# YOUR OBJECTIVE:
If a line in the data contains "while", copy it out.

Dataset excerpts:
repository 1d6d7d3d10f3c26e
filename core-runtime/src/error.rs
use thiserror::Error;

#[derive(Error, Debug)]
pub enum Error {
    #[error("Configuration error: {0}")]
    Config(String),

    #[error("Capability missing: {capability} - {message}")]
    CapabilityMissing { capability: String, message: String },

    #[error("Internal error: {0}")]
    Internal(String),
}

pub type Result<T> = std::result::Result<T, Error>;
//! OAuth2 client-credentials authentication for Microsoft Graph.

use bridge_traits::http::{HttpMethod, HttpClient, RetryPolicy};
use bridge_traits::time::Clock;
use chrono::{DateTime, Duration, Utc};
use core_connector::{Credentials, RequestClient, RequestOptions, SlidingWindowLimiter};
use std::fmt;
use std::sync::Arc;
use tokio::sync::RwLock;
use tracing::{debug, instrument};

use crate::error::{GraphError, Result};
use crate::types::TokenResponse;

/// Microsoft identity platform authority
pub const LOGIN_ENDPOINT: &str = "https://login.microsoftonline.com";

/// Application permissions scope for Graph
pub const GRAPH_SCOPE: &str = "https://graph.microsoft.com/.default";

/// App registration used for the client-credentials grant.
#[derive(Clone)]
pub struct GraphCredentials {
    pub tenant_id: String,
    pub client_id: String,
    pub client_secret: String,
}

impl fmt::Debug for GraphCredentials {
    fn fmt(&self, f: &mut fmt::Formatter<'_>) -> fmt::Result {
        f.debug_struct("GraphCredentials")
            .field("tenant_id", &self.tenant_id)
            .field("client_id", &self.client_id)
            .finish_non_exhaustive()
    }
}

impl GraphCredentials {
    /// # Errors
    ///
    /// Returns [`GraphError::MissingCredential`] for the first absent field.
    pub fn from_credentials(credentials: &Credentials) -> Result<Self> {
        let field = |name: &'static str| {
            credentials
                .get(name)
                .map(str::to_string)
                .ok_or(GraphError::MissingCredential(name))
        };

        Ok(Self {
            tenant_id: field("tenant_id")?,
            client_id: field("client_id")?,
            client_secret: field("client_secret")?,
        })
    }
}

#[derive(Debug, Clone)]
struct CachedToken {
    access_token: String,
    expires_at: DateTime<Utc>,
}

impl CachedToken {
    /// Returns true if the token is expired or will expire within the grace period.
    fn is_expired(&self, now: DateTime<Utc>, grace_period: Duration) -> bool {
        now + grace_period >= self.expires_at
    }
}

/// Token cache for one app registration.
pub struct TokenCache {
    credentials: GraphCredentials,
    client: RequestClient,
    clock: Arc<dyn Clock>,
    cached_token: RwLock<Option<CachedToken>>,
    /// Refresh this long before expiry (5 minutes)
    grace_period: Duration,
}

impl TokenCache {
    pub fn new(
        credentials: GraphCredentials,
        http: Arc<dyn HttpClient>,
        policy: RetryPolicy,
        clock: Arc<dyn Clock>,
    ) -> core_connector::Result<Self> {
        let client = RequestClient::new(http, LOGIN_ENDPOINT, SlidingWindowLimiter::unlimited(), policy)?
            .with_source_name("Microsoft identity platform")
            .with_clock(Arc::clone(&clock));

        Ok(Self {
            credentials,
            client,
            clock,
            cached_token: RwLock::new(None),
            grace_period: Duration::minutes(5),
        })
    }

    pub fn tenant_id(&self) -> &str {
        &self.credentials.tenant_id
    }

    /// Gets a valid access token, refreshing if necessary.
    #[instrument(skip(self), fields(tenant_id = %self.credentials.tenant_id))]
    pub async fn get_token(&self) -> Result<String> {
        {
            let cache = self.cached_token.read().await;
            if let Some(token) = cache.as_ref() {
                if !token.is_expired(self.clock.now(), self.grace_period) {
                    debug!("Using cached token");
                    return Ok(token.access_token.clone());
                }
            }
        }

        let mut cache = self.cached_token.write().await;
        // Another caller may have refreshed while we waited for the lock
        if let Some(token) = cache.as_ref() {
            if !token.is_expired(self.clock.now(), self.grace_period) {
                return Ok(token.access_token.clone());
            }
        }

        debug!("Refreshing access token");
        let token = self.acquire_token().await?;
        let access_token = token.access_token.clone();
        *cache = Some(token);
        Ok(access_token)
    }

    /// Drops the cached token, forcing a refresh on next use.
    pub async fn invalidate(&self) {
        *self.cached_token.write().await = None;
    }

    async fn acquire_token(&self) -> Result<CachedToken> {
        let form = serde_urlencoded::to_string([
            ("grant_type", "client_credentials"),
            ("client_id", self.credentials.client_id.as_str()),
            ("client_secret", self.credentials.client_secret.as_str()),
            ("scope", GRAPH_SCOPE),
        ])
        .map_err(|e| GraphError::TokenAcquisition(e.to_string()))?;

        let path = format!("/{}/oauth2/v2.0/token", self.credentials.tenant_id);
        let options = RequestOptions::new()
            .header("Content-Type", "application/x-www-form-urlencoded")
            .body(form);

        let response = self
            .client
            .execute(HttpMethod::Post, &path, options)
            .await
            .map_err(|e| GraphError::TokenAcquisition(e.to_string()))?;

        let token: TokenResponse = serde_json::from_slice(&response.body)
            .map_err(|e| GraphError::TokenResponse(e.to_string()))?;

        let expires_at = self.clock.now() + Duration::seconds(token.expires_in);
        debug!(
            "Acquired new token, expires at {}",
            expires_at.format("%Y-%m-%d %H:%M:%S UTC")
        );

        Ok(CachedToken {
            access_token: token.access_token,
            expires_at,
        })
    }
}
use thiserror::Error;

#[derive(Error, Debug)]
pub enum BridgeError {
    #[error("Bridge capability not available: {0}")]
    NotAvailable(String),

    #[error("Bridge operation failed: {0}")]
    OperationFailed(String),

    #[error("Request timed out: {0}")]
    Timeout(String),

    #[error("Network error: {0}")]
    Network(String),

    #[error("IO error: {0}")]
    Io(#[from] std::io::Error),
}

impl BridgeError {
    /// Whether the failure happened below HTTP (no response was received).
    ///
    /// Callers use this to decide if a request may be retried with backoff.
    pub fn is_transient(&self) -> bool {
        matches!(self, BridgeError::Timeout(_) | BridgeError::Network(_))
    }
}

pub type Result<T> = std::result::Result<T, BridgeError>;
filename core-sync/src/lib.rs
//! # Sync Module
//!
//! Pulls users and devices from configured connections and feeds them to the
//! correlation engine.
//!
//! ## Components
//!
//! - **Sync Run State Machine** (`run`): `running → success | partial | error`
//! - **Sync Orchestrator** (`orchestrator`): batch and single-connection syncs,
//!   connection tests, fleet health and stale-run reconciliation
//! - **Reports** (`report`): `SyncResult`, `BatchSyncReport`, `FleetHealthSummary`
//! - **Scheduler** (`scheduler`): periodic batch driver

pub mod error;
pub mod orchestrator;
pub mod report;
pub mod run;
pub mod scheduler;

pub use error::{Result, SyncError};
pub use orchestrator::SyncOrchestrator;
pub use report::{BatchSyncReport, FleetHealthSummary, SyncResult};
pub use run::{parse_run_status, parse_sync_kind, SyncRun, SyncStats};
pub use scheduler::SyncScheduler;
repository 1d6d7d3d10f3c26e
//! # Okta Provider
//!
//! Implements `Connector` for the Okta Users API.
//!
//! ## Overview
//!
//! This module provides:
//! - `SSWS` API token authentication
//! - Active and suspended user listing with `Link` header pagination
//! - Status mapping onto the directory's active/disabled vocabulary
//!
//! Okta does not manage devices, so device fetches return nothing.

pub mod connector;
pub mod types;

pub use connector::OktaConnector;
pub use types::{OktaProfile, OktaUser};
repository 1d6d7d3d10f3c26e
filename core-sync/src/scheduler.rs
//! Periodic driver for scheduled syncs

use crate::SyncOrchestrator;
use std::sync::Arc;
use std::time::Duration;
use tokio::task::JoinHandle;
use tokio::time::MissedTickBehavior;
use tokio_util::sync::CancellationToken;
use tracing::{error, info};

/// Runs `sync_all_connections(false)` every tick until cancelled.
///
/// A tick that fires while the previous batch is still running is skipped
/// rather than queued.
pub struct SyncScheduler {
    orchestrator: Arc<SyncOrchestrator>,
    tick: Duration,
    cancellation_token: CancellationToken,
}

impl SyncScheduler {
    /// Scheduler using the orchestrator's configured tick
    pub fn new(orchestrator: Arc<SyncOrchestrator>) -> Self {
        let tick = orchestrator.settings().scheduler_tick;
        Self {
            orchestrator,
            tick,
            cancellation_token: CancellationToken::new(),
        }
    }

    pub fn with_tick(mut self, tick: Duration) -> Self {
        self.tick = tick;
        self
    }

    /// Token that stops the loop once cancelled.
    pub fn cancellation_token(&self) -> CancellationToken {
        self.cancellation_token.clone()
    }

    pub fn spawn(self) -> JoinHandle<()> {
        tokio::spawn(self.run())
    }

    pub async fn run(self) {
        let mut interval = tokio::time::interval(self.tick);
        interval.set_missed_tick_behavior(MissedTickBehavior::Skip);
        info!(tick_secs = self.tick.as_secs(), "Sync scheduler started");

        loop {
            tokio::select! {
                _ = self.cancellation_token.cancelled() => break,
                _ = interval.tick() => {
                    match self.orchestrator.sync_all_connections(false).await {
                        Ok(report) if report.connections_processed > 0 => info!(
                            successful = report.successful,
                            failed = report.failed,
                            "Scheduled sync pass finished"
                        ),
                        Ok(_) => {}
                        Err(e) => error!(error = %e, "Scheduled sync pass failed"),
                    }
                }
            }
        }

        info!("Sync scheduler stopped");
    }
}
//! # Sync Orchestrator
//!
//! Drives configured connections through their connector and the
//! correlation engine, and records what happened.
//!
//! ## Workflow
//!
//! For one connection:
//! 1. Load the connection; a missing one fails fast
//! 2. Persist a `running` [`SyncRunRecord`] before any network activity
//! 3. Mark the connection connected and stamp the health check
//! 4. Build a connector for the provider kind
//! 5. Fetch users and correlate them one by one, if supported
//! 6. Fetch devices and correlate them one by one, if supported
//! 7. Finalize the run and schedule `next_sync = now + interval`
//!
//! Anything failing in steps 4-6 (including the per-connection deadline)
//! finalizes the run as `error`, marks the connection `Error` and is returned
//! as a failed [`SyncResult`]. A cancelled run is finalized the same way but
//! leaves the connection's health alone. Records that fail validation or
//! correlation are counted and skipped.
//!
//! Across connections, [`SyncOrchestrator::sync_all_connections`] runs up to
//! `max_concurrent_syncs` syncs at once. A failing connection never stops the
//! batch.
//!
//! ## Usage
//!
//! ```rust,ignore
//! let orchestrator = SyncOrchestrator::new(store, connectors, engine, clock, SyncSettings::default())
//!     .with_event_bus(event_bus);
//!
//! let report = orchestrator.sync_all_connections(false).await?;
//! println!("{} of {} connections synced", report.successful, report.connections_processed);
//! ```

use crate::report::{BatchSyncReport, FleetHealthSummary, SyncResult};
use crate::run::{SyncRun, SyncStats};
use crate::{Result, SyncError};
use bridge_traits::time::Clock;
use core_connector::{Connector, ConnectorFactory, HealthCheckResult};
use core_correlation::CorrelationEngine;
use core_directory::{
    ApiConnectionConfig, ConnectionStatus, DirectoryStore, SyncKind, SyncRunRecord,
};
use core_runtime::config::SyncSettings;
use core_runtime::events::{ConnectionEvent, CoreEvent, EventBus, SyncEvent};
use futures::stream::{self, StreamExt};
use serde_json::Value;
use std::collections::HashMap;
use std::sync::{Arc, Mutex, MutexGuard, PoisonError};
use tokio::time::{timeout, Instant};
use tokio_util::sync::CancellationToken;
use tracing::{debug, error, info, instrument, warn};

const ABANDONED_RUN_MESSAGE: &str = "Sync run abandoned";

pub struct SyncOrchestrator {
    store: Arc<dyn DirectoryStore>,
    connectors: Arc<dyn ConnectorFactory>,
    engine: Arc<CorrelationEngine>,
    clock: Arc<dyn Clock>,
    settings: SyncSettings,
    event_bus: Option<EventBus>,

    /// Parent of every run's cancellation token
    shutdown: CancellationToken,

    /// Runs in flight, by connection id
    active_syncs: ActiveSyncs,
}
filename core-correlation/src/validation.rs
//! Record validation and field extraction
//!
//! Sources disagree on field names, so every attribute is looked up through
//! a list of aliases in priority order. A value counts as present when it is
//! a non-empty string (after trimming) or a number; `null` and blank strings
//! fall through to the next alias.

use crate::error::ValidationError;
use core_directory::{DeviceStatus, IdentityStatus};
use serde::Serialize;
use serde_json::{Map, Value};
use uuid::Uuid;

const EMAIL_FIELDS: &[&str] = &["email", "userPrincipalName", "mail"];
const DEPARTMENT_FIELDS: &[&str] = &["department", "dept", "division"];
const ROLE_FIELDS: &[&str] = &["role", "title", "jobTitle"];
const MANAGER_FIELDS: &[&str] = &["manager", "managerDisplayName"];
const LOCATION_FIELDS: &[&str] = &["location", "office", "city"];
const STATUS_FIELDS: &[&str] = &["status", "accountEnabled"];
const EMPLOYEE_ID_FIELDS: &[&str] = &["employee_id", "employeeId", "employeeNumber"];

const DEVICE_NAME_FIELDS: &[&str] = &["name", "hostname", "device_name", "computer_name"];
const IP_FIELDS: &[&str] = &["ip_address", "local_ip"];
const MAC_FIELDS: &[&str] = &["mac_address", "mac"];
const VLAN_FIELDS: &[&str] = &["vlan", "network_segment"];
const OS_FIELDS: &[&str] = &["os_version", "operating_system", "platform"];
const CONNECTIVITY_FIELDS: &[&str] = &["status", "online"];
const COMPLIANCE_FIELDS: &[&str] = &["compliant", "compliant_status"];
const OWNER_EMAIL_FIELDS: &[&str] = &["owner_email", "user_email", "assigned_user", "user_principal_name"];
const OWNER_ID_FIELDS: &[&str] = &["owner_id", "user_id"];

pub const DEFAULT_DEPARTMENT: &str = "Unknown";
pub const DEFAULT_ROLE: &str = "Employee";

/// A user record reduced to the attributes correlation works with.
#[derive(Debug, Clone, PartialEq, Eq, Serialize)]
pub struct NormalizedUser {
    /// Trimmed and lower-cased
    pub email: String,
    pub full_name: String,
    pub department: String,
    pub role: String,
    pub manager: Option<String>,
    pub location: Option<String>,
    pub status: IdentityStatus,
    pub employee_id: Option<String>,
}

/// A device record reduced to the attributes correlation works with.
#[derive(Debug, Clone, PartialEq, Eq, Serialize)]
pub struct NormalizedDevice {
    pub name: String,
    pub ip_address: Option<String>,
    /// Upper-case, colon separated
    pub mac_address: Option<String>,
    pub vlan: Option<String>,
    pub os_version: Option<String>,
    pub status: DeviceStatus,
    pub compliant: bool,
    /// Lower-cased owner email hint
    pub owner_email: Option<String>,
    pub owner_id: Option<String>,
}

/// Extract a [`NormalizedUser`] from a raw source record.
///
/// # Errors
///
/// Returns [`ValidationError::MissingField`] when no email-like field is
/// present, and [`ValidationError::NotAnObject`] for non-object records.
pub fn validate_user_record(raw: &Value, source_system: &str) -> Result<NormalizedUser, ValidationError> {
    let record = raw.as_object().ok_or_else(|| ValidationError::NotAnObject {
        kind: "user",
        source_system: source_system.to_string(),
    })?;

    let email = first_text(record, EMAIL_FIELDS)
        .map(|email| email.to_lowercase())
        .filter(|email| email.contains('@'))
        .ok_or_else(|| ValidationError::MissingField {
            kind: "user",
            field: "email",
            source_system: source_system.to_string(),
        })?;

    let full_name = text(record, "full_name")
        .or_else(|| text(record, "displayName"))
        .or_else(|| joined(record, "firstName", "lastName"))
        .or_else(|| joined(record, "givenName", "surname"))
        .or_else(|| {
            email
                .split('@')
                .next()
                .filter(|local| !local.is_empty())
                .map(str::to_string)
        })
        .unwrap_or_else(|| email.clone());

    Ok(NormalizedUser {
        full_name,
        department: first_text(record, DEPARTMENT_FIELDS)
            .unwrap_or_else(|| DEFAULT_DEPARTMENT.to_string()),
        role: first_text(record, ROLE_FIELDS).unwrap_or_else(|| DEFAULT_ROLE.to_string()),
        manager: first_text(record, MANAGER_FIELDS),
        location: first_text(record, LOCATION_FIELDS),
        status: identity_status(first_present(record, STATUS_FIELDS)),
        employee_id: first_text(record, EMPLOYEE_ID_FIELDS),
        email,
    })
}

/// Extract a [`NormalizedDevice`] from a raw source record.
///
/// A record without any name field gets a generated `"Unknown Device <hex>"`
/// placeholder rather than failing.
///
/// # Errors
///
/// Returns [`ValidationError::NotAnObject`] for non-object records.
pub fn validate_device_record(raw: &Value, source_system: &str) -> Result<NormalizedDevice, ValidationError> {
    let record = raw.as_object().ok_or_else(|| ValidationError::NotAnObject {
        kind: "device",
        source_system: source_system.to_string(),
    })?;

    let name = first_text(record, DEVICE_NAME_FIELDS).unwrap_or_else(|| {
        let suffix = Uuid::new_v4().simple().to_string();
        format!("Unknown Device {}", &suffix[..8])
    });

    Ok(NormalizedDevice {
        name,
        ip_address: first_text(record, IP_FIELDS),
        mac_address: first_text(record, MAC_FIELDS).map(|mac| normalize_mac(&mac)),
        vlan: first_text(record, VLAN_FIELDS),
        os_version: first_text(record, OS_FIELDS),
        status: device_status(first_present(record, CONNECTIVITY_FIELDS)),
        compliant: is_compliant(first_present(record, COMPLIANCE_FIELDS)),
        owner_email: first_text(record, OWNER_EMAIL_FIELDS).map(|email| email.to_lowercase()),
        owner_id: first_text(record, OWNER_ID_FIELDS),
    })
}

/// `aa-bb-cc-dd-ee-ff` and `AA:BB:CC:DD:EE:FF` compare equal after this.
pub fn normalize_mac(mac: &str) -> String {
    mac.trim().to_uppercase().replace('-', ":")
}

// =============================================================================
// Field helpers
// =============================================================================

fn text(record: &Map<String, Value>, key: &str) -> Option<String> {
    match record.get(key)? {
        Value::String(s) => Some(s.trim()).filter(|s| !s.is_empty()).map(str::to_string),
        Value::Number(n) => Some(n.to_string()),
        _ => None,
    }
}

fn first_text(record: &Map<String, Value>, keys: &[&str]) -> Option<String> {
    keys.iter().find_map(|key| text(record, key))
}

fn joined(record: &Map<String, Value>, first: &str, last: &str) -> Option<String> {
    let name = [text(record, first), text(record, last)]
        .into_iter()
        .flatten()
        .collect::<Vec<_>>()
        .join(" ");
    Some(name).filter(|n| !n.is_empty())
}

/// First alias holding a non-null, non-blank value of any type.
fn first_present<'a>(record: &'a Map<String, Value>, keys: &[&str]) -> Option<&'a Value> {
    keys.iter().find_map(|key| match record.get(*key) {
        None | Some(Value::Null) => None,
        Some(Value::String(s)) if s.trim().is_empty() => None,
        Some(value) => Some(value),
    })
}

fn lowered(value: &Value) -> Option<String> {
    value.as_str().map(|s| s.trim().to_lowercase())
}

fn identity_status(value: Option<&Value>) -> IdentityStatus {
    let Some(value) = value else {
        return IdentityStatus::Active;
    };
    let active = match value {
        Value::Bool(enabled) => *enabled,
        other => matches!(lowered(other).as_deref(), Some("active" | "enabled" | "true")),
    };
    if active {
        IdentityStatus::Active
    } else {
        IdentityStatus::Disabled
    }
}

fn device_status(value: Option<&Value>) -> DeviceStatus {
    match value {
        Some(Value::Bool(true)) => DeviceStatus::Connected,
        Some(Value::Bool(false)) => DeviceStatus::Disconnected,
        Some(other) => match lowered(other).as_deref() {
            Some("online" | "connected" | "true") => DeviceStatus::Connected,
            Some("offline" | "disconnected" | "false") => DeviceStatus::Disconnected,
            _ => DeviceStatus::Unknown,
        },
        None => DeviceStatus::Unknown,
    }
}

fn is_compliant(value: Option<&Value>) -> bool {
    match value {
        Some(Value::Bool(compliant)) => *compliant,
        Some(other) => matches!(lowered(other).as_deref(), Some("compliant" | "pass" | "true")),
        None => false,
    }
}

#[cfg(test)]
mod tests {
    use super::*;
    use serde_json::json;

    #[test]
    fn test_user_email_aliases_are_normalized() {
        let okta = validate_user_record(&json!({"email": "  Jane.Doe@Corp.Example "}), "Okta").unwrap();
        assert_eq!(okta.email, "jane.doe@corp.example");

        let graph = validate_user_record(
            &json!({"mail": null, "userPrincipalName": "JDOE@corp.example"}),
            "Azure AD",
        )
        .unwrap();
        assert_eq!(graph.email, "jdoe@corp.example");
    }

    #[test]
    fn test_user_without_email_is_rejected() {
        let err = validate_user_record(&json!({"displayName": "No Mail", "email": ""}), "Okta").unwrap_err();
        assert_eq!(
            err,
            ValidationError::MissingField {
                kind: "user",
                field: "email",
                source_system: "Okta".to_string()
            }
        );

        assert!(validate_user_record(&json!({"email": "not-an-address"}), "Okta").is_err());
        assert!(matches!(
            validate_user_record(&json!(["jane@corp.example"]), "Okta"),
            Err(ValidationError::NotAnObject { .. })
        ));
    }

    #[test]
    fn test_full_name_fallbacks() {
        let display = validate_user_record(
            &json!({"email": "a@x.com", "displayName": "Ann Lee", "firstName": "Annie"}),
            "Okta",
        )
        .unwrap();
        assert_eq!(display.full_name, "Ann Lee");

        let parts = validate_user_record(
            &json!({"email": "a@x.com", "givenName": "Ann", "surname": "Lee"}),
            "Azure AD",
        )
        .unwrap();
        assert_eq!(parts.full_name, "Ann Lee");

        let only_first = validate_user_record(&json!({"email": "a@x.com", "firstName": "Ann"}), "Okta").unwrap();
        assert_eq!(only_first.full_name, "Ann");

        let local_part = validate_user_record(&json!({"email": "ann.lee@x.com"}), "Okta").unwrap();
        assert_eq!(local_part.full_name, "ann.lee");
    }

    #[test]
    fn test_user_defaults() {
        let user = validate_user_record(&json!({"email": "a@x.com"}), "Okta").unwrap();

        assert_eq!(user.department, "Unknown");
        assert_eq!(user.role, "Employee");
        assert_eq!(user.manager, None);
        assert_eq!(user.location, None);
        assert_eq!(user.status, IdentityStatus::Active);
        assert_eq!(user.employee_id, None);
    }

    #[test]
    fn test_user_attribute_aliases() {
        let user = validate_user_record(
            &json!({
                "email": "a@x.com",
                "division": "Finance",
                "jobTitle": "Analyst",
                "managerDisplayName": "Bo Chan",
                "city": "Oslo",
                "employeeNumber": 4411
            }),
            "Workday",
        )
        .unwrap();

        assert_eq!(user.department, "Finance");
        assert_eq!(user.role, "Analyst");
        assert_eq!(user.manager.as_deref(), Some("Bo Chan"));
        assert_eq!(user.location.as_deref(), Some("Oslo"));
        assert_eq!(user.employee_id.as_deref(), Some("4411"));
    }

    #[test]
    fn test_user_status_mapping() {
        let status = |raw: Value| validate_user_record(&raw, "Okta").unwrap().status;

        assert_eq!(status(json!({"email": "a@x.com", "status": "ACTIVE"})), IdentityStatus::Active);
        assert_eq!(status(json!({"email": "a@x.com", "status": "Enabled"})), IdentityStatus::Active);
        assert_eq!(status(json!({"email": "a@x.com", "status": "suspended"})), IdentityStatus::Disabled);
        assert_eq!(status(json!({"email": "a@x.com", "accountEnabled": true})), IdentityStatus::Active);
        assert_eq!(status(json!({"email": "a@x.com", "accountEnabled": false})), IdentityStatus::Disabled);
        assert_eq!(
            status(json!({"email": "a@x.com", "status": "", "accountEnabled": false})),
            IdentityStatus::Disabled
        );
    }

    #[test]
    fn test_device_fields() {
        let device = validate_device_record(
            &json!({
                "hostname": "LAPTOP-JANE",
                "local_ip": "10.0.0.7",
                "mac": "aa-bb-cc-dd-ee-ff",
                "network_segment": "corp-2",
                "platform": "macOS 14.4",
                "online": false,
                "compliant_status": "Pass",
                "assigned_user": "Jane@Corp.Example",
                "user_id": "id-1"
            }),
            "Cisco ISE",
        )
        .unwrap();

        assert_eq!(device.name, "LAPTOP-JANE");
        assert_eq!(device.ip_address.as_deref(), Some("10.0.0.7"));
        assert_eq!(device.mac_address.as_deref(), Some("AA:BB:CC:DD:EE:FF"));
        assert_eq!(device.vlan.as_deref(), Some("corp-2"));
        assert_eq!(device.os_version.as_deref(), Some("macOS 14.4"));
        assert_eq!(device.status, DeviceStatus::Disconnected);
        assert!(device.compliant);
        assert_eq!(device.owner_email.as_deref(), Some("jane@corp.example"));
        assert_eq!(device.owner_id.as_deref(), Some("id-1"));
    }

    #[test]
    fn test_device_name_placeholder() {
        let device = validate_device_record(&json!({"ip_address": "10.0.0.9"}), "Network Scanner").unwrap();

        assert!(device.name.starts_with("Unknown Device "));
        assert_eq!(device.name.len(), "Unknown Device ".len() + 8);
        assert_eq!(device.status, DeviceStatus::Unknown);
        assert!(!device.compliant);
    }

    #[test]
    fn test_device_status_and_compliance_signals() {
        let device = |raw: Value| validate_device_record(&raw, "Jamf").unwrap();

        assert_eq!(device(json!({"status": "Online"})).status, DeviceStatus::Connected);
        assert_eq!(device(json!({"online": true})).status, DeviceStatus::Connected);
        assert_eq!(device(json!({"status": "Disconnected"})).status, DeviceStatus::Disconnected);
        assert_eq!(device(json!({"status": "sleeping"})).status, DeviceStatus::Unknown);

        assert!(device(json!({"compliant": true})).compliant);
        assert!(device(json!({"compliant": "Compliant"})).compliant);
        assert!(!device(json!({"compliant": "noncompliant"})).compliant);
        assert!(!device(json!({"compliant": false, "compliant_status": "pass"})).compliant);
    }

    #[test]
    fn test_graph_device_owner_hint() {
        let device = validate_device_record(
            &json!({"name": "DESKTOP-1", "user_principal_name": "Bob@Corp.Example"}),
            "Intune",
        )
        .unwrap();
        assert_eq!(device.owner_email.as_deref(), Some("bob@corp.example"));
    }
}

# RESULT OF THE EXERCISE:
        // Another caller may have refreshed while we waited for the lock
/// A tick that fires while the previous batch is still running is skipped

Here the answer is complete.